Unfortunately, I hear the same thing from too many young evangelicals, who say that they are tired of doctrine and would rather “be” the church. History, in their view, wastes our time and doctrine distracts our attention from the more substantial issue of changing our culture. I don’t wish to veer into politics, but some people, including Russ Moore, see this point as one of the concerns about current ascendancy of conservative cultural concerns that eschew doctrinal specificity.
For too many Christians, the faith is viewed as a living example of Buridan’s Donkey.
In the parable associated with Buridan (or more accurately to criticism of Buridan), a hungry donkey is chained between two tasty bales of hay that are equidistant from its nose and mouth. The donkey ends up starving to death because of its indecision over which bale to eat.

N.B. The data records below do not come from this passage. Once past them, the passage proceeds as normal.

//! Delta-encoded event timeline.
//!
//! A [`DeltaQueue`] stores pending events as a chain of links, each holding
//! the number of ticks between it and the previous link (the head link's
//! delta is relative to "now"). Events that fire at the same tick share a
//! link, so the chain length is bounded by the number of *distinct* future
//! deadlines, and each `advance` only ever inspects the head.
//!
//! ```text
//!   now ──► [Δ=5 | a, b] ──► [Δ=5 | c] ──► [Δ=90 | d]
//!             fires at 5       at 10         at 100
//! ```
//!
//! Links and per-link event entries live in two arenas (`Vec`s) addressed by
//! `u32` indices. Recycled slots are threaded onto free lists, so once the
//! arenas have grown to the high-water mark of simultaneously pending events
//! no further allocation happens.

use std::fmt;
use std::iter::FusedIterator;

/// Sentinel index for "no link" / "no entry".
const NIL: u32 = u32::MAX;

/// A link in the chain: all events firing `delta` ticks after the previous link.
#[derive(Debug, Clone, Copy)]
struct Link {
    delta: u64,
    first: u32,
    last: u32,
    next: u32,
}

/// One occurrence of an event within a link.
#[derive(Debug, Clone, Copy)]
struct Entry<E> {
    event: E,
    next: u32,
}

/// Arena high-water marks of a [`DeltaQueue`].
#[derive(Debug, Clone, Copy, PartialEq, Eq, Default)]
pub struct Footprint {
    /// Number of link slots ever allocated.
    pub links: usize,
    /// Number of event-entry slots ever allocated.
    pub entries: usize,
}

/// An amortized constant-time delta queue of events.
///
/// `E` is the event value stored by copy in arena slots; identity for
/// [`remove`](DeltaQueue::remove) is `PartialEq`. Scheduling the same value
/// twice creates two independent occurrences.
pub struct DeltaQueue<E> {
    links: Vec<Link>,
    entries: Vec<Entry<E>>,
    head: u32,
    free_links: u32,
    free_entries: u32,
    pending: usize,
    count: u64,
}

impl<E: Copy + PartialEq> DeltaQueue<E> {
    /// Create an empty queue.
    pub fn new() -> Self {
        Self::with_capacity(0, 0)
    }

    /// Create an empty queue with pre-sized arenas.
    pub fn with_capacity(links: usize, entries: usize) -> Self {
        DeltaQueue {
            links: Vec::with_capacity(links),
            entries: Vec::with_capacity(entries),
            head: NIL,
            free_links: NIL,
            free_entries: NIL,
            pending: 0,
            count: 0,
        }
    }

    /// Schedule `event` to fire `delay` ticks from now.
    ///
    /// A delay of zero fires on the next call to [`advance`](DeltaQueue::advance),
    /// never from within `add`. Events with the same deadline fire in the
    /// order they were added.
    pub fn add(&mut self, event: E, delay: u64) {
        let mut remaining = delay;
        let mut prev = NIL;
        let mut pos = self.head;

        while pos != NIL && remaining > self.links[pos as usize].delta {
            remaining -= self.links[pos as usize].delta;
            prev = pos;
            pos = self.links[pos as usize].next;
        }

        if pos != NIL && remaining == self.links[pos as usize].delta {
            self.append_entry(pos, event);
        } else {
            let link = self.alloc_link(remaining, event);
            self.links[link as usize].next = pos;
            if pos != NIL {
                self.links[pos as usize].delta -= remaining;
            }
            if prev == NIL {
                self.head = link;
            } else {
                self.links[prev as usize].next = link;
            }
        }
        self.pending += 1;
    }

    /// Cancel every pending occurrence of `event`.
    ///
    /// Returns the number of occurrences removed; removing an absent event
    /// is a no-op. Links emptied by the removal are unlinked and their delta
    /// folded into the following link, so the remaining deadlines are kept.
    pub fn remove(&mut self, event: E) -> usize {
        let mut removed = 0;
        let mut prev = NIL;
        let mut pos = self.head;

        while pos != NIL {
            let next = self.links[pos as usize].next;
            removed += self.remove_from_link(pos, event);

            if self.links[pos as usize].first == NIL {
                if prev == NIL {
                    self.head = next;
                } else {
                    self.links[prev as usize].next = next;
                }
                if next != NIL {
                    self.links[next as usize].delta += self.links[pos as usize].delta;
                }
                self.free_link(pos);
            } else {
                prev = pos;
            }
            pos = next;
        }

        self.pending -= removed;
        removed
    }

    /// Advance the timeline by `ticks`, firing every event that becomes due.
    ///
    /// Events fire in non-decreasing deadline order, ties in insertion order.
    /// `fire` receives the queue itself so handlers can schedule or cancel
    /// further events; events added with delay zero while firing are due in
    /// this same advance. The first error stops the advance: the count then
    /// reflects only the ticks consumed up to the failing event.
    pub fn advance<X, F>(&mut self, ticks: u64, mut fire: F) -> Result<(), X>
    where
        F: FnMut(&mut Self, E) -> Result<(), X>,
    {
        let mut remaining = ticks;
        while let Some(event) = self.pop_due(&mut remaining) {
            fire(self, event)?;
        }
        Ok(())
    }

    /// Consume up to `*remaining` ticks and pop the next event due within them.
    ///
    /// Returns `None` once every remaining tick has been applied without
    /// reaching another event. This is the single-step form of
    /// [`advance`](DeltaQueue::advance) for owners that fire events
    /// themselves.
    pub fn pop_due(&mut self, remaining: &mut u64) -> Option<E> {
        if self.head == NIL {
            self.count += *remaining;
            *remaining = 0;
            return None;
        }

        let head = &mut self.links[self.head as usize];
        if head.delta > *remaining {
            head.delta -= *remaining;
            self.count += *remaining;
            *remaining = 0;
            return None;
        }

        *remaining -= head.delta;
        self.count += head.delta;
        head.delta = 0;
        Some(self.pop_head_entry())
    }

    /// Ticks until the next pending event, or `None` if the queue is empty.
    pub fn head_delta(&self) -> Option<u64> {
        if self.head == NIL {
            None
        } else {
            Some(self.links[self.head as usize].delta)
        }
    }

    /// Total ticks advanced since creation.
    pub fn count(&self) -> u64 {
        self.count
    }

    /// Number of pending event occurrences.
    pub fn len(&self) -> usize {
        self.pending
    }

    /// Returns true if no events are pending.
    pub fn is_empty(&self) -> bool {
        self.head == NIL
    }

    /// Arena high-water marks.
    pub fn footprint(&self) -> Footprint {
        Footprint {
            links: self.links.len(),
            entries: self.entries.len(),
        }
    }

    /// Iterate pending occurrences in firing order as `(ticks_from_now, event)`.
    pub fn pending(&self) -> Pending<'_, E> {
        Pending {
            queue: self,
            link: self.head,
            entry: NIL,
            offset: 0,
        }
    }

    /// Iterate the chain's links as `(delta, events_in_link)`.
    pub fn deltas(&self) -> impl Iterator<Item = (u64, usize)> + '_ {
        let mut pos = self.head;
        std::iter::from_fn(move || {
            if pos == NIL {
                return None;
            }
            let link = &self.links[pos as usize];
            let mut size = 0;
            let mut e = link.first;
            while e != NIL {
                size += 1;
                e = self.entries[e as usize].next;
            }
            pos = link.next;
            Some((link.delta, size))
        })
    }

    fn pop_head_entry(&mut self) -> E {
        let link = self.head;
        let entry = self.links[link as usize].first;
        let Entry { event, next } = self.entries[entry as usize];

        self.links[link as usize].first = next;
        if next == NIL {
            // the head's delta is zero here, so the next link's delta is
            // already relative to now
            self.head = self.links[link as usize].next;
            self.free_link_only(link);
        }
        self.free_entry(entry);
        self.pending -= 1;
        event
    }

    fn remove_from_link(&mut self, link: u32, event: E) -> usize {
        let mut removed = 0;
        let mut prev = NIL;
        let mut pos = self.links[link as usize].first;

        while pos != NIL {
            let Entry { event: current, next } = self.entries[pos as usize];
            if current == event {
                if prev == NIL {
                    self.links[link as usize].first = next;
                } else {
                    self.entries[prev as usize].next = next;
                }
                if self.links[link as usize].last == pos {
                    self.links[link as usize].last = prev;
                }
                self.free_entry(pos);
                removed += 1;
            } else {
                prev = pos;
            }
            pos = next;
        }
        removed
    }

    fn append_entry(&mut self, link: u32, event: E) {
        let entry = self.alloc_entry(event);
        let last = self.links[link as usize].last;
        if last == NIL {
            self.links[link as usize].first = entry;
        } else {
            self.entries[last as usize].next = entry;
        }
        self.links[link as usize].last = entry;
    }

    fn alloc_link(&mut self, delta: u64, event: E) -> u32 {
        let entry = self.alloc_entry(event);
        let link = Link {
            delta,
            first: entry,
            last: entry,
            next: NIL,
        };

        if self.free_links == NIL {
            let idx = self.links.len() as u32;
            assert!(idx != NIL, "delta queue link arena exhausted");
            self.links.push(link);
            idx
        } else {
            let idx = self.free_links;
            self.free_links = self.links[idx as usize].next;
            self.links[idx as usize] = link;
            idx
        }
    }

    fn alloc_entry(&mut self, event: E) -> u32 {
        if self.free_entries == NIL {
            let idx = self.entries.len() as u32;
            assert!(idx != NIL, "delta queue entry arena exhausted");
            self.entries.push(Entry { event, next: NIL });
            idx
        } else {
            let idx = self.free_entries;
            self.free_entries = self.entries[idx as usize].next;
            self.entries[idx as usize] = Entry { event, next: NIL };
            idx
        }
    }

    /// Recycle a link whose entries have all been freed.
    fn free_link(&mut self, link: u32) {
        debug_assert!(self.links[link as usize].first == NIL);
        self.free_link_only(link);
    }

    fn free_link_only(&mut self, link: u32) {
        let slot = &mut self.links[link as usize];
        slot.first = NIL;
        slot.last = NIL;
        slot.delta = 0;
        slot.next = self.free_links;
        self.free_links = link;
    }

    fn free_entry(&mut self, entry: u32) {
        self.entries[entry as usize].next = self.free_entries;
        self.free_entries = entry;
    }
}

impl<E: Copy + PartialEq> Default for DeltaQueue<E> {
    fn default() -> Self {
        Self::new()
    }
}

impl<E: Copy + PartialEq + fmt::Debug> fmt::Debug for DeltaQueue<E> {
    fn fmt(&self, f: &mut fmt::Formatter<'_>) -> fmt::Result {
        f.debug_struct("DeltaQueue")
            .field("count", &self.count)
            .field("pending", &self.pending().collect::<Vec<_>>())
            .finish()
    }
}

/// Iterator over pending occurrences, see [`DeltaQueue::pending`].
pub struct Pending<'a, E> {
    queue: &'a DeltaQueue<E>,
    link: u32,
    entry: u32,
    offset: u64,
}

impl<E: Copy + PartialEq> Iterator for Pending<'_, E> {
    type Item = (u64, E);

    fn next(&mut self) -> Option<Self::Item> {
        while self.entry == NIL {
            if self.link == NIL {
                return None;
            }
            let link = &self.queue.links[self.link as usize];
            self.offset += link.delta;
            self.entry = link.first;
            self.link = link.next;
        }

        let entry = &self.queue.entries[self.entry as usize];
        self.entry = entry.next;
        Some((self.offset, entry.event))
    }
}

impl<E: Copy + PartialEq> FusedIterator for Pending<'_, E> {}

80’s music fans will recognize this from Devo’s classic “Freedom of Choice,” which substitutes a dog / bone for the donkey / hay).
Christians should not view their choice as one between orthodoxy and orthopraxy. Pursuing either to the exclusion of the other is not the true faith; this is the message of Christ in Matthew 22:34-40: we are to love God (orthodoxy) AND love others (orthopraxy). Rightly understood, orthodoxy and orthopraxy are one and the same bale of hay, which must be taken in by the faithful believer. To invert Devo, freedom from choice is what you’ve got; freedom of choice is what you want. There is no decision to be made where orthodoxy / orthopraxy are concerned.
Instead of removing the bandages of doctrine from our eyes, I wish more people would place on their noses the spectacles of doctrine that help us to see the world aright. Perhaps it would help us to effect God’s will in our lives and in our culture.